Ceramide-1-Phosphate Is Involved in Therapy-Induced Senescence.

Abstract

Sphingolipids are key signaling lipids and their dysregulation has been associated with various cellular processes. We have previously shown significant changes in sphingolipids in therapy-induced senescence, a state of cell cycle arrest as a response to chemotherapy, including the accumulation of ceramides, and provided evidence suggesting that ceramide processing is important for this process. Herein, we conducted a focused small molecule inhibitor screen targeting the sphingolipid pathway, which highlighted a new lipid regulator of therapy-induced senescence.
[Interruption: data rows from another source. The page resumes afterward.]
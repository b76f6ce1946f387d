//! Chat session, message, and attachment types for Palaver.
//!
//! Field names serialize in camelCase (`sessionId`, `isPinned`, `createdAt`)
//! because that is the wire shape the browser client consumes.

use chrono::{DateTime, Utc};
use serde::{Deserialize, Serialize};
use uuid::Uuid;

use std::fmt;
use std::str::FromStr;

use crate::model::DEFAULT_MODEL_ID;

// Re-export MessageRole from llm module (it's used in both chat and llm contexts).
pub use crate::llm::MessageRole;

/// Title given to sessions created without one ("new conversation").
pub const DEFAULT_SESSION_TITLE: &str = "محادثة جديدة";

/// Conversation mode of a session.
///
/// `Agent` is a UI-level variant; the server treats both modes identically.
#[derive(Debug, Clone, Copy, Default, PartialEq, Eq, Serialize, Deserialize)]
#[serde(rename_all = "lowercase")]
pub enum ChatMode {
    #[default]
    Chat,
    Agent,
}

impl fmt::Display for ChatMode {
    fn fmt(&self, f: &mut fmt::Formatter<'_>) -> fmt::Result {
        match self {
            ChatMode::Chat => write!(f, "chat"),
            ChatMode::Agent => write!(f, "agent"),
        }
    }
}

impl FromStr for ChatMode {
    type Err = String;

    fn from_str(s: &str) -> Result<Self, Self::Err> {
        match s.to_lowercase().as_str() {
            "chat" => Ok(ChatMode::Chat),
            "agent" => Ok(ChatMode::Agent),
            other => Err(format!("invalid chat mode: '{other}'")),
        }
    }
}

/// A named conversation thread.
///
/// `updated_at` is bumped on every partial update and every appended message,
/// so it never precedes `created_at`.
#[derive(Debug, Clone, PartialEq, Serialize, Deserialize)]
#[serde(rename_all = "camelCase")]
pub struct ChatSession {
    pub id: Uuid,
    pub title: String,
    pub model: String,
    pub mode: ChatMode,
    pub is_pinned: bool,
    pub created_at: DateTime<Utc>,
    pub updated_at: DateTime<Utc>,
}

/// Validated fields for a new session. Identity and timestamps are assigned
/// by the repository.
#[derive(Debug, Clone, PartialEq)]
pub struct NewChatSession {
    pub title: String,
    pub model: String,
    pub mode: ChatMode,
    pub is_pinned: bool,
}

impl Default for NewChatSession {
    fn default() -> Self {
        Self {
            title: DEFAULT_SESSION_TITLE.to_string(),
            model: DEFAULT_MODEL_ID.to_string(),
            mode: ChatMode::Chat,
            is_pinned: false,
        }
    }
}

/// Validated partial update for a session. `None` leaves the field untouched.
#[derive(Debug, Clone, Default, PartialEq)]
pub struct SessionPatch {
    pub title: Option<String>,
    pub model: Option<String>,
    pub mode: Option<ChatMode>,
    pub is_pinned: Option<bool>,
}

impl SessionPatch {
    /// Merge the set fields into `session`. Does not touch timestamps.
    pub fn apply_to(&self, session: &mut ChatSession) {
        if let Some(ref title) = self.title {
            session.title = title.clone();
        }
        if let Some(ref model) = self.model {
            session.model = model.clone();
        }
        if let Some(mode) = self.mode {
            session.mode = mode;
        }
        if let Some(is_pinned) = self.is_pinned {
            session.is_pinned = is_pinned;
        }
    }
}

/// Unvalidated session fields as they arrive from a caller.
///
/// Both the create and the partial-update paths run this through
/// `palaver_core::chat::validation` before touching the repository.
#[derive(Debug, Clone, Default, PartialEq, Deserialize)]
#[serde(rename_all = "camelCase")]
pub struct SessionDraft {
    pub title: Option<String>,
    pub model: Option<String>,
    pub mode: Option<String>,
    pub is_pinned: Option<bool>,
}

/// Unvalidated send-message body.
#[derive(Debug, Clone, Default, PartialEq, Deserialize)]
#[serde(rename_all = "camelCase")]
pub struct SendMessageDraft {
    pub content: Option<String>,
    pub model: Option<String>,
    pub attachment_ids: Option<Vec<String>>,
}

/// Validated send-message request.
#[derive(Debug, Clone, PartialEq)]
pub struct SendMessage {
    pub content: String,
    pub model: String,
    /// Raw ids as sent by the client; ids that fail to resolve are dropped.
    pub attachment_ids: Vec<String>,
}

/// A single turn within a chat session.
///
/// Messages are ordered by `created_at` within a session; that order is also
/// the conversation order sent upstream.
#[derive(Debug, Clone, PartialEq, Serialize, Deserialize)]
#[serde(rename_all = "camelCase")]
pub struct ChatMessage {
    pub id: Uuid,
    pub session_id: Uuid,
    pub role: MessageRole,
    pub content: String,
    /// Resolved attachments (user messages only). `None` when the request
    /// named no attachment ids.
    pub attachments: Option<Vec<Attachment>>,
    /// Opaque structured data, e.g. `{model, usage}` on assistant replies.
    pub metadata: Option<serde_json::Value>,
    pub created_at: DateTime<Utc>,
}

/// Fields for a new message. Identity and `created_at` are assigned by the
/// repository.
#[derive(Debug, Clone, PartialEq)]
pub struct NewChatMessage {
    pub session_id: Uuid,
    pub role: MessageRole,
    pub content: String,
    pub attachments: Option<Vec<Attachment>>,
    pub metadata: Option<serde_json::Value>,
}

/// Metadata for an uploaded file. Referenced, never owned, by messages.
#[derive(Debug, Clone, PartialEq, Serialize, Deserialize)]
#[serde(rename_all = "camelCase")]
pub struct Attachment {
    pub id: Uuid,
    pub filename: String,
    pub mimetype: String,
    /// Decimal byte count.
    pub size: String,
    /// Opaque storage location of the bytes.
    pub path: String,
    pub created_at: DateTime<Utc>,
}

#[derive(Debug, Clone, PartialEq)]
pub struct NewAttachment {
    pub filename: String,
    pub mimetype: String,
    pub size: String,
    pub path: String,
}

/// The pair of messages persisted by one send-message round-trip.
#[derive(Debug, Clone, Serialize)]
#[serde(rename_all = "camelCase")]
pub struct MessageExchange {
    pub user_message: ChatMessage,
    pub ai_message: ChatMessage,
}

#[cfg(test)]
mod tests {
    use super::*;

    fn make_session() -> ChatSession {
        let now = Utc::now();
        ChatSession {
            id: Uuid::now_v7(),
            title: "Test chat".to_string(),
            model: "gpt-5".to_string(),
            mode: ChatMode::Chat,
            is_pinned: false,
            created_at: now,
            updated_at: now,
        }
    }

    #[test]
    fn test_chat_mode_roundtrip() {
        for mode in [ChatMode::Chat, ChatMode::Agent] {
            let s = mode.to_string();
            let parsed: ChatMode = s.parse().unwrap();
            assert_eq!(mode, parsed);
        }
        assert!("robot".parse::<ChatMode>().is_err());
    }

    #[test]
    fn test_new_session_defaults() {
        let draft = NewChatSession::default();
        assert_eq!(draft.title, DEFAULT_SESSION_TITLE);
        assert_eq!(draft.model, "gpt-5");
        assert_eq!(draft.mode, ChatMode::Chat);
        assert!(!draft.is_pinned);
    }

    #[test]
    fn test_patch_applies_only_set_fields() {
        let mut session = make_session();
        let patch = SessionPatch {
            is_pinned: Some(true),
            mode: Some(ChatMode::Agent),
            ..Default::default()
        };
        patch.apply_to(&mut session);

        assert!(session.is_pinned);
        assert_eq!(session.mode, ChatMode::Agent);
        assert_eq!(session.title, "Test chat");
        assert_eq!(session.model, "gpt-5");
    }

    #[test]
    fn test_chat_session_serializes_camel_case() {
        let json = serde_json::to_value(make_session()).unwrap();
        assert_eq!(json["isPinned"], false);
        assert_eq!(json["mode"], "chat");
        assert!(json.get("createdAt").is_some());
        assert!(json.get("updatedAt").is_some());
    }

    #[test]
    fn test_session_draft_accepts_partial_json() {
        let draft: SessionDraft = serde_json::from_str(r#"{"isPinned": true}"#).unwrap();
        assert_eq!(draft.is_pinned, Some(true));
        assert!(draft.title.is_none());
    }
}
Among the inhibitors tested, the inhibition of ceramide kinase by NVP-231 reduced the levels of senescent cells. Ceramide kinase knockdown exhibited similar effects, strongly supporting the involvement of ceramide kinase during this process. We showed that ceramide-1-phosphate was upregulated in therapy-induced senescence and that NVP-231 reduced ceramide-1-phosphate levels in different cell line models of therapy-induced senescence. Finally, ceramide-1-phosphate addition to NVP-231-treated cells reversed the effects of NVP-231 during senescence. Overall, our results identify a previously unknown lipid player in therapy-induced senescence and highlight a potential targetable enzyme to reduce the levels of therapy-induced senescent cells.